Ergebnisse: In der SNIPE-Studie zeigte sich, dass die Studierenden dazu tendieren, den Substanzkonsum des Großteils ihrer Peergroup höher einzuschätzen als ihren eigenen Konsum. Dies gilt sowohl für legale und illegale Substanzen als auch für missbräuchlich konsumierte verschreibungspflichtige Medikamente. Hinsichtlich der nicht medizinisch-indizierten Medikamenteneinnahme zur akademischen Leistungssteigerung zeigte sich beispielsweise, dass 50% aller Befragten den Konsum des Großteils ihrer Peergroup höher als ihren eigenen Konsum einschätzte, 44% genauso hoch und nur 6% geringer. In der INSIST-Studie wurden diese Ergebnisse bereits zum Teil bestätigt. Hinsichtlich des Alkoholkonsums zeigte sich zum Beispiel, dass 56% der männlichen und 58% der weiblichen Studierenden einschätzte, dass der Großteil ihrer Peers mindestens fünf Getränke pro Anlass trank. Tatsächlich trank der Großteil der weiblichen Studierenden (50%) zwei und männlichen Studierenden (54%) drei Getränke pro Anlass. Darüber hinaus zeigte sich, dass Einschätzungen eines hohen Konsums von Alkohol bei den Peers mit einem hohen eigenen Konsum assoziiert sind. Daten zu weiteren Substanzen werden derzeit analysiert.

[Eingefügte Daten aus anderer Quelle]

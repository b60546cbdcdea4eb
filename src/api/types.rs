//! Shared types for the API layer.

use std::sync::Arc;

use crate::config::ServiceConfig;
use crate::pipeline::acquisition::TextAcquisition;

/// Upper bounds applied to request payloads before the pipeline runs.
#[derive(Debug, Clone, Copy, PartialEq, Eq)]
pub struct RequestLimits {
    pub max_images: usize,
    pub max_image_bytes: usize,
}

impl RequestLimits {
    /// Largest request body the limits allow: every image at its maximum
    /// size as base64, plus room for the JSON envelope.
    pub fn max_body_bytes(&self) -> usize {
        const ENVELOPE_BYTES: usize = 64 * 1024;
        let encoded_image = self.max_image_bytes.div_ceil(3) * 4;
        self.max_images
            .saturating_mul(encoded_image)
            .saturating_add(ENVELOPE_BYTES)
    }
}

impl From<&ServiceConfig> for RequestLimits {
    fn from(config: &ServiceConfig) -> Self {
        Self {
            max_images: config.max_images,
            max_image_bytes: config.max_image_bytes,
        }
    }
}

/// Shared context for all API routes.
#[derive(Clone)]
pub struct ApiContext {
    pub acquisition: Arc<TextAcquisition>,
    pub limits: RequestLimits,
}

impl ApiContext {
    pub fn new(acquisition: Arc<TextAcquisition>, limits: RequestLimits) -> Self {
        Self { acquisition, limits }
    }
}

#[cfg(test)]
mod tests {
    use super::*;

    #[test]
    fn limits_follow_config() {
        let config = ServiceConfig {
            max_images: 2,
            max_image_bytes: 300,
            ..ServiceConfig::default()
        };
        let limits = RequestLimits::from(&config);
        assert_eq!(limits.max_images, 2);
        assert_eq!(limits.max_image_bytes, 300);
        assert_eq!(limits.max_body_bytes(), 2 * 400 + 64 * 1024);
    }

    #[test]
    fn body_limit_saturates() {
        let limits = RequestLimits {
            max_images: usize::MAX,
            max_image_bytes: usize::MAX / 2,
        };
        assert_eq!(limits.max_body_bytes(), usize::MAX);
    }
}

Diskussion: Anhand der SNIPE-Studie zeichnet sich die Machbarkeit des ‚soziale Normen‘-Ansatzes als Präventionsmaßnahme in Bezug auf Substanzkonsum ab. Die INSIST-Studie wird umfassendere Daten zu Substanzkonsum von deutschen Studierenden liefern. Zukünftige longitudinale Studien erscheinen jedoch für eine solide Evidenzbasierung dieses Ansatzes notwendig.